Can LLMs understand?

Can LLMs understand?

I've been having discussions with a lot of skeptics of LLMs and their recent achievements. I am curious to hear what people on this forum think about the topic.

My general argument is this: there is only one way to prove that an LLM truly understands anything. To be provide it a set of complex difficult questions that it has never seen before, and see if it is able to answer them correctly.

If an LLM is able to take in set of new questions it's never seen before and arrive at the answer, then for all intents and purposes it must be able to understand at least in the domain of the questions.

The two main arguments I hear back are:

1. There is no such thing as a "new" question.
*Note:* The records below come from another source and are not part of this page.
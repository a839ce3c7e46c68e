//! Owner-bound nested objects.

use crate::entity::StatefulEntity;
use crate::record::{EntityRef, FragmentId};

/// A nested object bound to exactly one owner for its whole lifetime.
///
/// Fragments have no identity or persistence of their own: committing or
/// rolling back the owner cascades into them. A fragment created through
/// [`Store::create_fragment`](crate::Store::create_fragment) or
/// [`Store::copy`](crate::Store::copy) starts detached; the first
/// attachment binds its owner and attribute name permanently.
#[derive(Debug, Clone)]
pub struct Fragment {
    pub(crate) handle: FragmentId,
    pub(crate) model: String,
    pub(crate) owner: Option<EntityRef>,
    pub(crate) name: Option<String>,
    pub(crate) entity: StatefulEntity,
}

impl Fragment {
    pub fn handle(&self) -> FragmentId {
        self.handle
    }

    pub fn model(&self) -> &str {
        &self.model
    }

    pub fn owner(&self) -> Option<EntityRef> {
        self.owner
    }

    /// Attribute name on the owner.
    pub fn name(&self) -> Option<&str> {
        self.name.as_deref()
    }

    pub fn entity(&self) -> &StatefulEntity {
        &self.entity
    }
}

/// Identity comparison: `0` for the same fragment instance, non-zero
/// otherwise. Content never makes two fragments equal, so collection diffs
/// treat each instance as a distinct element.
pub fn compare(a: FragmentId, b: FragmentId) -> i32 {
    if a == b {
        0
    } else {
        1
    }
}

#[cfg(test)]
mod tests {
    use super::*;

    #[test]
    fn compare_is_identity_only() {
        assert_eq!(compare(FragmentId(3), FragmentId(3)), 0);
        assert_ne!(compare(FragmentId(3), FragmentId(4)), 0);
    }
}
//! tessera-state: hierarchical lifecycle state machine.
//!
//! Provides a generic dot-path state graph ([`StateMachine`]) with
//! parent-fallback event lookup and enter/setup/exit hooks, and the
//! concrete record/fragment lifecycle built on it ([`lifecycle`]).
//! Records and fragments share one built machine; each entity only
//! carries its current [`StateId`].

mod error;
mod event;
mod flags;
pub mod lifecycle;
mod machine;

pub use error::StateError;
pub use event::Event;
pub use flags::{FlagOverrides, StateFlags};
pub use lifecycle::{build_lifecycle, LifecycleContext};
pub use machine::{
    Dispatch, Hook, NodeDecl, StateId, StateMachine, StateMachineBuilder, Stateful,
    TransitionRecord, UnhandledPolicy,
};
Every question we test it on is just a variation of some question that already exists on the internet and therefore the LLM is just using "statistics" to parrot an answer to something it's already seen before.

I don't think this argument holds much weight, because there are many types of questions that can't be simply inferred with past answers.
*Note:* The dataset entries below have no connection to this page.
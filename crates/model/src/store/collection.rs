//! Fragment slots: has-one `fragment` attributes and ordered
//! `fragmentArray` collections, plus owner binding.

use std::collections::BTreeSet;

use super::Store;
use crate::entity::FragmentSlot;
use crate::error::ModelError;
use crate::fragment_array::FragmentArray;
use crate::record::{EntityRef, FragmentId};

impl Store {
    // ──────────────────────────────────────────────
    // Slot access
    // ──────────────────────────────────────────────

    pub(crate) fn slot(&self, owner: EntityRef, name: &str) -> Result<&FragmentSlot, ModelError> {
        let decl = self.decl(owner, name)?;
        self.entity(owner)?
            .slots
            .get(name)
            .ok_or_else(|| self.kind_error(owner, decl, "fragment or fragmentArray"))
    }

    pub(crate) fn slot_mut(&mut self, owner: EntityRef, name: &str) -> Result<&mut FragmentSlot, ModelError> {
        self.slot(owner, name)?;
        let model = self.model_name(owner)?.to_string();
        self.entity_mut(owner)?
            .slots
            .get_mut(name)
            .ok_or(ModelError::UnknownAttribute {
                model,
                attribute: name.to_string(),
            })
    }

    pub(crate) fn slot_names(&self, owner: EntityRef) -> Result<Vec<String>, ModelError> {
        Ok(self.entity(owner)?.slots.keys().cloned().collect())
    }

    /// Declared fragment model of `name`, which must be of kind `expected`.
    fn slot_model(&self, owner: EntityRef, name: &str, expected: &'static str) -> Result<String, ModelError> {
        let decl = self.decl(owner, name)?;
        if decl.kind.as_str() != expected {
            return Err(self.kind_error(owner, decl, expected));
        }
        Ok(decl.kind.target_model().unwrap_or_default().to_string())
    }

    pub(crate) fn array_mut(&mut self, owner: EntityRef, name: &str) -> Result<&mut FragmentArray, ModelError> {
        self.slot_model(owner, name, "fragmentArray")?;
        let mismatch = self.storage_mismatch(owner, name, "fragmentArray", "fragment");
        match self.slot_mut(owner, name)? {
            FragmentSlot::Many(array) => Ok(array),
            FragmentSlot::One(_) => Err(mismatch),
        }
    }

    /// The slot's storage disagrees with its declared kind.
    fn storage_mismatch(
        &self,
        owner: EntityRef,
        name: &str,
        expected: &'static str,
        actual: &'static str,
    ) -> ModelError {
        ModelError::AttributeKind {
            model: self.model_name(owner).unwrap_or_default().to_string(),
            attribute: name.to_string(),
            expected,
            actual,
        }
    }

    fn check_model(&self, fragment: FragmentId, name: &str, expected: &str) -> Result<(), ModelError> {
        let actual = self.fragment(fragment)?.model();
        if actual != expected {
            return Err(ModelError::WrongModel {
                attribute: name.to_string(),
                expected: expected.to_string(),
                actual: actual.to_string(),
            });
        }
        Ok(())
    }

    // ──────────────────────────────────────────────
    // Ownership
    // ──────────────────────────────────────────────

    /// Fail unless `fragment` may be bound to `owner`'s attribute `name`.
    ///
    /// A fragment keeps the first owner and attribute it is attached to,
    /// even after removal, and may never end up beneath itself.
    pub(crate) fn check_claim(&self, fragment: FragmentId, owner: EntityRef, name: &str) -> Result<(), ModelError> {
        let mut cursor = Some(owner);
        while let Some(current) = cursor {
            if current == EntityRef::Fragment(fragment) {
                return Err(ModelError::OwnershipCycle { fragment, owner });
            }
            cursor = match current {
                EntityRef::Fragment(id) => self.fragment(id)?.owner,
                EntityRef::Record(_) => None,
            };
        }

        let f = self.fragment(fragment)?;
        match (f.owner, f.name.as_deref()) {
            (Some(current), Some(current_name)) if current != owner || current_name != name => {
                Err(ModelError::OwnershipViolation {
                    fragment,
                    owner: current,
                    name: current_name.to_string(),
                    attempted: owner,
                    attempted_name: name.to_string(),
                })
            }
            _ => Ok(()),
        }
    }

    pub(crate) fn claim(&mut self, fragment: FragmentId, owner: EntityRef, name: &str) -> Result<(), ModelError> {
        self.check_claim(fragment, owner, name)?;
        let f = self.fragment_mut(fragment)?;
        if f.owner.is_none() {
            tracing::trace!(%fragment, %owner, attribute = name, "fragment bound to owner");
            f.owner = Some(owner);
            f.name = Some(name.to_string());
        }
        Ok(())
    }

    /// Recompute the owner's state after a slot's contents changed.
    fn slot_changed(&mut self, owner: EntityRef, name: &str, fragment: Option<FragmentId>) -> Result<(), ModelError> {
        let dirty = self.slot_is_dirty(self.slot(owner, name)?)?;
        if dirty {
            self.fragment_did_dirty(owner, name, fragment)
        } else {
            self.fragment_did_reset(owner, name, fragment)
        }
    }

    // ──────────────────────────────────────────────
    // Has-one fragments
    // ──────────────────────────────────────────────

    /// The fragment currently held by a `fragment` attribute.
    pub fn get_fragment(&self, owner: impl Into<EntityRef>, name: &str) -> Result<Option<FragmentId>, ModelError> {
        let owner = owner.into();
        self.slot_model(owner, name, "fragment")?;
        match self.slot(owner, name)? {
            FragmentSlot::One(r) => Ok(r.current()),
            FragmentSlot::Many(_) => Err(self.storage_mismatch(owner, name, "fragment", "fragmentArray")),
        }
    }

    /// Replace the fragment held by a `fragment` attribute. `None` clears it.
    pub fn set_fragment(
        &mut self,
        owner: impl Into<EntityRef>,
        name: &str,
        fragment: Option<FragmentId>,
    ) -> Result<(), ModelError> {
        let owner = owner.into();
        let model = self.slot_model(owner, name, "fragment")?;
        self.ensure_writable(owner)?;
        if let Some(fragment) = fragment {
            self.check_model(fragment, name, &model)?;
            self.claim(fragment, owner, name)?;
        }
        if let FragmentSlot::One(r) = self.slot_mut(owner, name)? {
            r.current = fragment;
        }
        self.slot_changed(owner, name, fragment)
    }

    // ──────────────────────────────────────────────
    // Fragment arrays
    // ──────────────────────────────────────────────

    pub fn fragment_array(&self, owner: impl Into<EntityRef>, name: &str) -> Result<&FragmentArray, ModelError> {
        let owner = owner.into();
        self.slot_model(owner, name, "fragmentArray")?;
        match self.slot(owner, name)? {
            FragmentSlot::Many(array) => Ok(array),
            FragmentSlot::One(_) => Err(self.storage_mismatch(owner, name, "fragmentArray", "fragment")),
        }
    }

    /// Append `fragment` to the end of a collection.
    pub fn add_fragment(
        &mut self,
        owner: impl Into<EntityRef>,
        name: &str,
        fragment: FragmentId,
    ) -> Result<(), ModelError> {
        let owner = owner.into();
        let index = self.fragment_array(owner, name)?.len();
        self.insert_fragment(owner, name, index, fragment)
    }

    /// Insert `fragment` at `index`, binding it to the owner on first
    /// attachment. A `null` collection becomes a one-element sequence.
    pub fn insert_fragment(
        &mut self,
        owner: impl Into<EntityRef>,
        name: &str,
        index: usize,
        fragment: FragmentId,
    ) -> Result<(), ModelError> {
        let owner = owner.into();
        let model = self.slot_model(owner, name, "fragmentArray")?;
        self.ensure_writable(owner)?;
        self.check_model(fragment, name, &model)?;

        let array = self.fragment_array(owner, name)?;
        if array.contains(fragment) {
            return Err(ModelError::DuplicateMember {
                fragment,
                attribute: name.to_string(),
            });
        }
        if index > array.len() {
            return Err(ModelError::IndexOutOfBounds {
                attribute: name.to_string(),
                index,
                len: array.len(),
            });
        }

        self.claim(fragment, owner, name)?;
        self.array_mut(owner, name)?.insert(index, fragment);
        tracing::debug!(%owner, attribute = name, %fragment, index, "fragment added");
        self.slot_changed(owner, name, Some(fragment))
    }

    /// Remove `fragment` from a collection. Returns `false` if it was not a
    /// member. The fragment stays bound to this owner.
    pub fn remove_fragment(
        &mut self,
        owner: impl Into<EntityRef>,
        name: &str,
        fragment: FragmentId,
    ) -> Result<bool, ModelError> {
        let owner = owner.into();
        self.slot_model(owner, name, "fragmentArray")?;
        self.ensure_writable(owner)?;
        if !self.array_mut(owner, name)?.remove(fragment) {
            return Ok(false);
        }
        tracing::debug!(%owner, attribute = name, %fragment, "fragment removed");
        self.slot_changed(owner, name, Some(fragment))?;
        Ok(true)
    }

    /// Move the member at `from` so it ends up at `to`.
    pub fn move_fragment(
        &mut self,
        owner: impl Into<EntityRef>,
        name: &str,
        from: usize,
        to: usize,
    ) -> Result<(), ModelError> {
        let owner = owner.into();
        self.slot_model(owner, name, "fragmentArray")?;
        self.ensure_writable(owner)?;
        let len = self.fragment_array(owner, name)?.len();
        for index in [from, to] {
            if index >= len {
                return Err(ModelError::IndexOutOfBounds {
                    attribute: name.to_string(),
                    index,
                    len,
                });
            }
        }
        let array = self.array_mut(owner, name)?;
        array.move_member(from, to);
        let moved = array.object_at(to);
        self.slot_changed(owner, name, moved)
    }

    /// Replace a collection's whole membership. `None` sets it to `null`.
    ///
    /// Every fragment is validated before any is bound, so a rejected
    /// assignment leaves the collection and all fragments untouched.
    pub fn set_fragments(
        &mut self,
        owner: impl Into<EntityRef>,
        name: &str,
        members: Option<Vec<FragmentId>>,
    ) -> Result<(), ModelError> {
        let owner = owner.into();
        let model = self.slot_model(owner, name, "fragmentArray")?;
        self.ensure_writable(owner)?;

        if let Some(members) = &members {
            let mut seen = BTreeSet::new();
            for fragment in members {
                if !seen.insert(*fragment) {
                    return Err(ModelError::DuplicateMember {
                        fragment: *fragment,
                        attribute: name.to_string(),
                    });
                }
                self.check_model(*fragment, name, &model)?;
                self.check_claim(*fragment, owner, name)?;
            }
            for fragment in members {
                self.claim(*fragment, owner, name)?;
            }
        }

        self.array_mut(owner, name)?.replace(members);
        tracing::debug!(%owner, attribute = name, "fragment array replaced");
        self.slot_changed(owner, name, None)
    }
}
2. Even if an LLM could answer every new question perfectly, it still doesn't "understand" because that is a human concept and machines are doing something different.
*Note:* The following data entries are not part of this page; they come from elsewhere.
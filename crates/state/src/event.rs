//! Lifecycle events understood by the record/fragment state graph.

use std::fmt;
use std::str::FromStr;

use crate::error::StateError;

/// An event delivered to a state machine via `send`.
///
/// Wire names follow the camel-cased event names used by persistence
/// adapters (`pushedData`, `willCommit`, ...), so adapters that speak in
/// strings can parse them with [`Event::from_str`].
#[derive(Debug, Clone, Copy, PartialEq, Eq, PartialOrd, Ord, Hash)]
pub enum Event {
    /// External (persisted) data was applied.
    PushedData,
    /// A brand-new entity was populated locally.
    LoadedData,
    /// A local attribute write.
    DidSetProperty,
    /// The last outstanding local change was undone.
    PropertyWasReset,
    /// An owned fragment or fragment collection reported dirty.
    BecameDirty,
    /// A save was started.
    WillCommit,
    /// The adapter acknowledged the save.
    DidCommit,
    /// The adapter reported a failed save.
    BecameError,
    /// Local changes were discarded.
    RolledBack,
    /// Deletion was requested.
    DeleteRecord,
}

impl Event {
    pub const ALL: [Event; 10] = [
        Event::PushedData,
        Event::LoadedData,
        Event::DidSetProperty,
        Event::PropertyWasReset,
        Event::BecameDirty,
        Event::WillCommit,
        Event::DidCommit,
        Event::BecameError,
        Event::RolledBack,
        Event::DeleteRecord,
    ];

    pub fn as_str(&self) -> &'static str {
        match self {
            Event::PushedData => "pushedData",
            Event::LoadedData => "loadedData",
            Event::DidSetProperty => "didSetProperty",
            Event::PropertyWasReset => "propertyWasReset",
            Event::BecameDirty => "becameDirty",
            Event::WillCommit => "willCommit",
            Event::DidCommit => "didCommit",
            Event::BecameError => "becameError",
            Event::RolledBack => "rolledBack",
            Event::DeleteRecord => "deleteRecord",
        }
    }
}

impl fmt::Display for Event {
    fn fmt(&self, f: &mut fmt::Formatter<'_>) -> fmt::Result {
        f.write_str(self.as_str())
    }
}

impl FromStr for Event {
    type Err = StateError;

    fn from_str(s: &str) -> Result<Self, Self::Err> {
        Event::ALL
            .iter()
            .find(|e| e.as_str() == s)
            .copied()
            .ok_or_else(|| StateError::UnknownEvent(s.to_string()))
    }
}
I find this argument is lacking too. It is essentially circular logic. They define understanding as a human process and therefore no machine could ever understand unless we make them out of the same biological matter as humans.

Curious what others think here 😀

) 1 View 1
12 January 2025 at 01:41 PM
Reply...

16 Replies



"understand" is semantic cope mechanism and people will find it increasingly difficult to articulate uniqueness of human intelligence


YES... llm's understand otherwise they would not be able to function as large language models.

the issue is, if you are trying to assign an anthropomorphic views and understandings to inanimate objects, you already 'off the farm'... try and stick to the yellow brick road.


What does understand mean.


I may not fully understand the concept of a new question to premise an argument around. New answers seem little easier.


'Never seen before' is not a particularly high bar to pass. There are effectively infinite questions you could ask & its skill isn't in coming up with an answer once than then repeating that answer.

There are lots of realms in which LLMs seem to be able to simulate human understanding reasonably well. However, it can never understand the human experience beyond what it can read from us. And so much goes unsaid - doesn't need saying, in fact, certainly not in writing on the internet that's accessible to LLMs - that they cannot be said to understand much of the human experience. They think, for example, that most human speech is the speech they see in writing.

A useful test of understanding is whether you can teach that subject to someone else. The LLMs can do that well with maths and coding and research and all the other basic to complicated capabilities. They can be said to demonstrate effective understanding. But there is far more that they at least currently do not understand.


by MacOneDouble k

What does understand mean.

Can modify inputs and predict what different outputs you could get
Can explain or teach the concept to another
Can relate the concept to other concepts, perhaps chain it with another (such as we do with multi-stage maths problems whereby the first bit is pythagoras and then the next trigonometry)
Can understand where to use this concept rather than others

On which basis I think some LLMs do understand certain things.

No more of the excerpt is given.